**Work to be completed:** Begin at the line containing "impl From<&str> for" in the entries below and end at the line containing "const ENV_NAME_CACHE_DIR: &str"; transcribe that range exactly and nothing outside it.
----- Records to process -----
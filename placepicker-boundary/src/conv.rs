use super::*;
use placepicker_entities as e;

impl From<e::geo::Coordinate> for Coordinate {
    fn from(from: e::geo::Coordinate) -> Self {
        let e::geo::Coordinate { lat, lng } = from;
        Self { lat, lng }
    }
}

impl From<Coordinate> for e::geo::Coordinate {
    fn from(from: Coordinate) -> Self {
        let Coordinate { lat, lng } = from;
        Self::new(lat, lng)
    }
}

impl From<e::geo::ViewportBounds> for ViewportBounds {
    fn from(from: e::geo::ViewportBounds) -> Self {
        Self {
            sw: from.south_west().into(),
            ne: from.north_east().into(),
        }
    }
}

impl From<ViewportBounds> for e::geo::ViewportBounds {
    fn from(from: ViewportBounds) -> Self {
        let ViewportBounds { sw, ne } = from;
        Self::new(sw.into(), ne.into())
    }
}

impl From<e::place::SelectedPlace> for SelectedPlace {
    fn from(from: e::place::SelectedPlace) -> Self {
        let e::place::SelectedPlace { place_id, pos } = from;
        Self {
            place_id: place_id.map(Into::into),
            pos: pos.into(),
        }
    }
}

impl From<PlaceResult> for e::place::PlaceResult {
    fn from(from: PlaceResult) -> Self {
        let PlaceResult { place_id, location } = from;
        Self {
            place_id: place_id.map(Into::into),
            location: location.map(Into::into),
        }
    }
}

impl From<e::geolocation::GeolocationState> for GeolocationState {
    fn from(from: e::geolocation::GeolocationState) -> Self {
        let e::geolocation::GeolocationState { initialized, pos } = from;
        Self {
            initialized,
            pos: pos.into(),
        }
    }
}
use crate::entities::*;

pub trait AutocompleteHandle {
    /// The currently committed suggestion.
    fn place(&self) -> PlaceResult;
    /// Bias suggestions towards the visible area.
    fn set_bounds(&self, bounds: ViewportBounds);
}

pub trait SearchBoxHandle {
    /// Ordered search results, `None` if no search has been submitted.
    fn places(&self) -> Option<Vec<PlaceResult>>;
    /// Bias results towards the visible area.
    fn set_bounds(&self, bounds: ViewportBounds);
}

/// Click on the map or the end of a marker drag.
pub trait MapMouseEvent {
    fn lat_lng(&self) -> Option<Coordinate>;
    /// Only available when a labeled map feature has been clicked.
    fn place_id(&self) -> Option<String>;
    /// Suppress the default info window.
    fn stop(&self);
}
use std::fmt;

/// Opaque identifier of a place as issued by the places provider.
#[derive(Debug, Clone, Eq, PartialEq, Hash)]
pub struct PlaceId(String);

impl PlaceId {
    pub fn is_valid(&self) -> bool {
        !self.0.is_empty()
    }

    pub fn as_str(&self) -> &str {
        self.0.as_str()
    }
}

impl From<String> for PlaceId {
    fn from(from: String) -> Self {
        Self(from)
    }
}

impl From<&str> for PlaceId {
    fn from(from: &str) -> Self {
        from.to_owned().into()
    }
}

impl From<PlaceId> for String {
    fn from(from: PlaceId) -> Self {
        from.0
    }
}

impl fmt::Display for PlaceId {
    fn fmt(&self, f: &mut fmt::Formatter) -> fmt::Result {
        f.write_str(self.as_str())
    }
}
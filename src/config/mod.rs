use anyhow::{anyhow, Result};
use std::{
    env, fs,
    io::ErrorKind,
    path::{Path, PathBuf},
    time::Duration,
};

use placepicker_core::entities::{Coordinate, GeolocationError};
use placepicker_gateways::geolocation::StaticGeolocation;

mod raw;

const DEFAULT_CONFIG_FILE_NAME: &str = "placepicker.toml";

const ENV_NAME_CACHE_DIR: &str = "PLACEPICKER_CACHE_DIR";

pub struct Config {
    pub map: Map,
    pub cache: Cache,
    pub geolocation: Geolocation,
}

impl Config {
    pub fn try_load_from_file_or_default<P: AsRef<Path>>(file_path: Option<P>) -> Result<Self> {
        let file_path: &Path = file_path.as_ref().map(|p| p.as_ref()).unwrap_or_else(|| {
            log::info!("No configuration file specified. load {DEFAULT_CONFIG_FILE_NAME}");
            Path::new(DEFAULT_CONFIG_FILE_NAME)
        });

        let raw_config = match fs::read_to_string(file_path) {
            Ok(cfg_string) => toml::from_str(&cfg_string)?,
            Err(err) => match err.kind() {
                ErrorKind::NotFound => {
                    log::info!(
                        "{} not found => load default configuration.",
                        file_path.display()
                    );
                    Ok(raw::Config::default())
                }
                _ => Err(err),
            }?,
        };
        let mut cfg = Self::try_from(raw_config)?;
        if let Ok(dir) = env::var(ENV_NAME_CACHE_DIR) {
            cfg.cache.override_dir(&dir);
        }
        Ok(cfg)
    }
}

pub struct Map {
    pub zoom: u8,
    /// Initial position if no location has been cached yet.
    pub default_position: Coordinate,
}

pub struct Cache {
    pub storage_key: String,
    /// File system directory of the JSON file store.
    pub dir: Option<PathBuf>,
}

impl Cache {
    /// Empty values are ignored.
    fn override_dir(&mut self, dir: &str) {
        let dir = dir.trim();
        if dir.is_empty() {
            log::debug!("Ignore empty {ENV_NAME_CACHE_DIR}");
            return;
        }
        self.dir = Some(dir.into());
    }
}

pub struct Geolocation {
    pub probe: StaticGeolocation,
    pub timeout: Duration,
}

impl TryFrom<raw::Config> for Config {
    type Error = anyhow::Error;
    fn try_from(from: raw::Config) -> Result<Self> {
        let raw::Config {
            map,
            cache,
            geolocation,
        } = from;

        let raw::Map {
            zoom,
            default_position,
        } = map.unwrap_or_default();
        let default_position = Coordinate::from(default_position);
        if !default_position.is_finite() {
            return Err(anyhow!("Invalid default position {default_position}"));
        }
        let map = Map {
            zoom,
            default_position,
        };

        let raw::Cache { storage_key, dir } = cache.unwrap_or_default();
        if storage_key.is_empty() {
            return Err(anyhow!("Missing storage key"));
        }
        let cache = Cache { storage_key, dir };

        let raw::Geolocation {
            probe,
            position,
            timeout,
        } = geolocation.unwrap_or_default();
        let probe = match probe {
            raw::Probe::Fixed => {
                let pos = position
                    .map(Coordinate::from)
                    .ok_or_else(|| anyhow!("Missing position of the 'fixed' geolocation probe"))?;
                StaticGeolocation::Fixed(pos)
            }
            raw::Probe::Unavailable => {
                StaticGeolocation::Failing(GeolocationError::PositionUnavailable)
            }
            raw::Probe::Unsupported => StaticGeolocation::Failing(GeolocationError::Unsupported),
        };
        let geolocation = Geolocation { probe, timeout };

        Ok(Self {
            map,
            cache,
            geolocation,
        })
    }
}
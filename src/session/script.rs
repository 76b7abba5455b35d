use anyhow::{Context, Result};
use serde::Deserialize;
use std::{fs, path::Path};

use placepicker_boundary::{Coordinate, PlaceResult, ViewportBounds};

/// Recorded widget events of a single session.
#[derive(Deserialize, Debug, Default)]
pub struct Script {
    #[serde(default)]
    pub events: Vec<Event>,
}

impl Script {
    pub fn try_load(path: &Path) -> Result<Self> {
        let json = fs::read_to_string(path)
            .with_context(|| format!("Unable to read script {}", path.display()))?;
        let script = serde_json::from_str(&json)
            .with_context(|| format!("Invalid script {}", path.display()))?;
        Ok(script)
    }
}

#[derive(Deserialize, Debug, Clone, PartialEq)]
#[serde(tag = "type", rename_all = "kebab-case")]
pub enum Event {
    MapLoad {
        #[serde(default)]
        bounds: Option<ViewportBounds>,
    },
    MapUnmount,
    BoundsChanged {
        #[serde(default)]
        bounds: Option<ViewportBounds>,
    },
    AutocompleteLoad,
    PlaceChanged {
        place: PlaceResult,
    },
    SearchBoxLoad,
    PlacesChanged {
        #[serde(default)]
        places: Option<Vec<PlaceResult>>,
    },
    #[serde(rename_all = "camelCase")]
    MapClick {
        #[serde(default)]
        pos: Option<Coordinate>,
        #[serde(default)]
        place_id: Option<String>,
    },
    MarkerDragEnd {
        #[serde(default)]
        pos: Option<Coordinate>,
    },
}
pub mod geolocation;
pub mod location_cache;
pub mod storage;
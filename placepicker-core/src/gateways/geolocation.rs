use crate::entities::*;

/// One-shot request for the current device location.
#[allow(async_fn_in_trait)]
pub trait GeolocationProbe {
    async fn current_position(&self) -> Result<Coordinate, GeolocationError>;
}
use std::fmt;

/// A geographical position in degrees.
///
/// Ranges are not validated here, the map widget owns that concern.
#[derive(Debug, Clone, Copy, PartialEq, Default)]
pub struct Coordinate {
    pub lat: f64,
    pub lng: f64,
}

impl Coordinate {
    pub const fn new(lat: f64, lng: f64) -> Self {
        Self { lat, lng }
    }

    pub fn is_finite(self) -> bool {
        self.lat.is_finite() && self.lng.is_finite()
    }
}

impl fmt::Display for Coordinate {
    fn fmt(&self, f: &mut fmt::Formatter) -> fmt::Result {
        write!(f, "{},{}", self.lat, self.lng)
    }
}

/// The rectangular area that is currently visible in the viewport.
#[derive(Debug, Clone, Copy, PartialEq)]
pub struct ViewportBounds {
    sw: Coordinate,
    ne: Coordinate,
}

impl ViewportBounds {
    pub const fn new(sw: Coordinate, ne: Coordinate) -> Self {
        Self { sw, ne }
    }

    pub const fn south_west(&self) -> Coordinate {
        self.sw
    }

    pub const fn north_east(&self) -> Coordinate {
        self.ne
    }
}

impl fmt::Display for ViewportBounds {
    fn fmt(&self, f: &mut fmt::Formatter) -> fmt::Result {
        write!(f, "{},{}", self.sw, self.ne)
    }
}

#[cfg(test)]
mod tests {
    use super::*;

    #[test]
    fn finite_coordinates() {
        assert!(Coordinate::new(-3.745, -38.523).is_finite());
        assert!(!Coordinate::new(f64::NAN, 0.0).is_finite());
        assert!(!Coordinate::new(0.0, f64::INFINITY).is_finite());
    }

    #[test]
    fn display_as_lat_lng_pairs() {
        let bounds = ViewportBounds::new(Coordinate::new(1.5, 2.0), Coordinate::new(3.0, 4.25));
        assert_eq!(bounds.to_string(), "1.5,2,3,4.25");
    }
}
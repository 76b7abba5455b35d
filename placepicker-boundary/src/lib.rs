use serde::{Deserialize, Serialize};

#[cfg(feature = "entity-conversions")]
mod conv;

#[derive(Serialize, Deserialize, Debug, Clone, Copy, PartialEq)]
pub struct Coordinate {
    pub lat: f64,
    pub lng: f64,
}

#[derive(Serialize, Deserialize, Debug, Clone, Copy, PartialEq)]
pub struct ViewportBounds {
    pub sw: Coordinate,
    pub ne: Coordinate,
}

#[derive(Serialize, Deserialize, Debug, Clone, PartialEq)]
#[serde(rename_all = "camelCase")]
pub struct SelectedPlace {
    #[serde(skip_serializing_if = "Option::is_none")]
    pub place_id: Option<String>,
    pub pos: Coordinate,
}

#[derive(Serialize, Deserialize, Debug, Clone, PartialEq, Default)]
#[serde(rename_all = "camelCase")]
pub struct PlaceResult {
    #[serde(default, skip_serializing_if = "Option::is_none")]
    pub place_id: Option<String>,
    #[serde(default, skip_serializing_if = "Option::is_none")]
    pub location: Option<Coordinate>,
}

#[derive(Serialize, Deserialize, Debug, Clone, Copy, PartialEq)]
pub struct GeolocationState {
    pub initialized: bool,
    pub pos: Coordinate,
}
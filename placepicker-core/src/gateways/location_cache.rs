use crate::entities::*;

/// A single persistent slot for the last known device location.
pub trait LocationCache {
    /// Returns the persisted coordinate or a fallback if the slot is
    /// empty or unreadable.
    fn load(&self) -> Coordinate;
    fn save(&self, pos: Coordinate);
}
-----
**Task result:**
impl From<&str> for PlaceId {
    fn from(from: &str) -> Self {
        from.to_owned().into()
    }
}

impl From<PlaceId> for String {
    fn from(from: PlaceId) -> Self {
        from.0
    }
}

impl fmt::Display for PlaceId {
    fn fmt(&self, f: &mut fmt::Formatter) -> fmt::Result {
        f.write_str(self.as_str())
    }
}
filename src/config/mod.rs
use anyhow::{anyhow, Result};
use std::{
    env, fs,
    io::ErrorKind,
    path::{Path, PathBuf},
    time::Duration,
};

use placepicker_core::entities::{Coordinate, GeolocationError};
use placepicker_gateways::geolocation::StaticGeolocation;

mod raw;

const DEFAULT_CONFIG_FILE_NAME: &str = "placepicker.toml";

const ENV_NAME_CACHE_DIR: &str = "PLACEPICKER_CACHE_DIR";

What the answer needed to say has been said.